The Tewkesbury and Malvern Railway was a branch of the Midland Railway which ran from Ashchurch via Tewkesbury to Great Malvern in the United Kingdom. It was authorised by the Tewkesbury and Malvern Railway Act 1860 (23 & 24 Vict. c. lxxii), and opened on 16 May 1864. At grouping in 1923 it became part of the London Midland and Scottish Railway.

==Connections==
It connected with the Worcester and Hereford Railway and the Birmingham and Gloucester Railway.

==Structures==
There were two significant bridges when first constructed – over the River Avon at Tewkesbury (62 yd) and over the River Severn at Saxons Lode (145 yd) with five spans and a sliding centre section to allow tall masted ships to pass). There was also a 420 yd tunnel and a long embankment and viaduct over a floodplain at The Mythe near Tewkesbury. The embankment, viaducts and remaining bridges were demolished in 2013 as part of the Tewkesbury area flooding improvement works with the bricks being reused in the reconstruction of the Gloucestershire Warwickshire Railway Broadway station.
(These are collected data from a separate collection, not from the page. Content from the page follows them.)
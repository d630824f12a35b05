//! CLI command implementations.
//!
//! # Command Modules
//!
//! - [`locate`] - Show the tile under a position and whether it is cached
//! - [`prefetch`] - Download the tiles around a position
//! - [`follow`] - Headless moving map driven by live telemetry

pub mod common;
pub mod follow;
pub mod locate;
pub mod prefetch;
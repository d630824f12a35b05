//! Loading `config.ini`.

use std::path::{Path, PathBuf};
use std::str::FromStr;

use ini::{Ini, Properties};
use thiserror::Error;

use super::MapConfig;
use crate::tile::Viewport;

/// Configuration file errors.
#[derive(Debug, Error)]
pub enum ConfigFileError {
    /// Failed to read or parse the config file
    #[error("Failed to read config file: {0}")]
    ReadError(#[from] ini::Error),

    /// Invalid configuration value
    #[error("Invalid configuration: {section}.{key} = '{value}' - {reason}")]
    InvalidValue {
        section: String,
        key: String,
        value: String,
        reason: String,
    },
}

impl MapConfig {
    /// Load configuration from the default path.
    ///
    /// A missing file yields defaults.
    pub fn load() -> Result<Self, ConfigFileError> {
        Self::load_from(&config_file_path())
    }

    /// Load configuration from a specific path.
    ///
    /// If the file doesn't exist, returns defaults.
    pub fn load_from(path: &Path) -> Result<Self, ConfigFileError> {
        if !path.exists() {
            return Ok(Self::default());
        }

        let ini = Ini::load_from_file(path)?;
        parse_ini(&ini)
    }
}

/// Get the path to the config directory.
pub fn config_directory() -> PathBuf {
    dirs::config_dir()
        .unwrap_or_else(|| PathBuf::from("."))
        .join("movingmap")
}

/// Get the path to the config file.
pub fn config_file_path() -> PathBuf {
    config_directory().join("config.ini")
}

/// Overlays the values found in `ini` onto the defaults.
fn parse_ini(ini: &Ini) -> Result<MapConfig, ConfigFileError> {
    let mut config = MapConfig::default();

    // [cache] section
    if let Some(section) = ini.section(Some("cache")) {
        if let Some(v) = non_empty(section, "directory") {
            config.cache.directory = PathBuf::from(v);
        }
        if let Some(v) = section.get("texture_capacity") {
            config.cache.texture_capacity =
                parse_limit("cache", "texture_capacity", v, "must be a positive integer")?;
        }
        if let Some(v) = section.get("corrupt_tiles") {
            config.cache.corrupt_tiles =
                v.parse().map_err(|reason| ConfigFileError::InvalidValue {
                    section: "cache".to_string(),
                    key: "corrupt_tiles".to_string(),
                    value: v.to_string(),
                    reason,
                })?;
        }
    }

    // [source] section
    if let Some(section) = ini.section(Some("source")) {
        if let Some(v) = non_empty(section, "host") {
            config.source.host = v.to_string();
        }
        if let Some(v) = non_empty(section, "user_agent") {
            config.source.user_agent = v.to_string();
        }
        if let Some(v) = section.get("timeout_secs") {
            config.source.timeout_secs = parse_value(
                "source",
                "timeout_secs",
                v,
                "must be a non-negative integer (seconds, 0 disables)",
            )?;
        }
        if let Some(v) = section.get("max_concurrent_fetches") {
            config.source.max_concurrent_fetches = parse_limit(
                "source",
                "max_concurrent_fetches",
                v,
                "must be a positive integer",
            )?;
        }
    }

    // [telemetry] section
    if let Some(section) = ini.section(Some("telemetry")) {
        if let Some(v) = non_empty(section, "address") {
            config.telemetry.address = v.to_string();
        }
    }

    // [view] section
    if let Some(section) = ini.section(Some("view")) {
        if let Some(v) = section.get("width") {
            config.view.width = parse_positive("view", "width", v, "must be a positive integer")?;
        }
        if let Some(v) = section.get("height") {
            config.view.height = parse_positive("view", "height", v, "must be a positive integer")?;
        }
        if let Some(v) = section.get("zoom") {
            let zoom: u8 = parse_value("view", "zoom", v, "must be an integer between 1 and 19")?;
            config.view.zoom = Viewport::clamp_zoom(zoom);
        }
    }

    Ok(config)
}

fn non_empty<'a>(section: &'a Properties, key: &str) -> Option<&'a str> {
    section.get(key).map(str::trim).filter(|v| !v.is_empty())
}

fn invalid(section: &str, key: &str, value: &str, reason: &str) -> ConfigFileError {
    ConfigFileError::InvalidValue {
        section: section.to_string(),
        key: key.to_string(),
        value: value.to_string(),
        reason: reason.to_string(),
    }
}

fn parse_value<T: FromStr>(
    section: &str,
    key: &str,
    value: &str,
    reason: &str,
) -> Result<T, ConfigFileError> {
    value
        .trim()
        .parse()
        .map_err(|_| invalid(section, key, value, reason))
}

fn parse_positive<T: FromStr + PartialOrd + Default>(
    section: &str,
    key: &str,
    value: &str,
    reason: &str,
) -> Result<T, ConfigFileError> {
    let parsed: T = parse_value(section, key, value, reason)?;
    if parsed <= T::default() {
        return Err(invalid(section, key, value, reason));
    }
    Ok(parsed)
}

/// Parses an optional bound. Empty, `none` and `unbounded` mean no bound.
fn parse_limit<T: FromStr + PartialOrd + Default>(
    section: &str,
    key: &str,
    value: &str,
    reason: &str,
) -> Result<Option<T>, ConfigFileError> {
    match value.trim().to_ascii_lowercase().as_str() {
        "" | "none" | "unbounded" => Ok(None),
        _ => parse_positive(section, key, value, reason).map(Some),
    }
}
In 1961 a bridge over the M50 motorway was erected – as of 2012 this bridge has been removed and moved to the Bluebell Railway.

==Closure==
The section of line from Malvern to Upton-upon-Severn was closed in December 1952. The remainder closed to passengers on 14 August 1961. Freight continued to operate to Upton until July 1963, then as far as Tewkesbury until December 1964.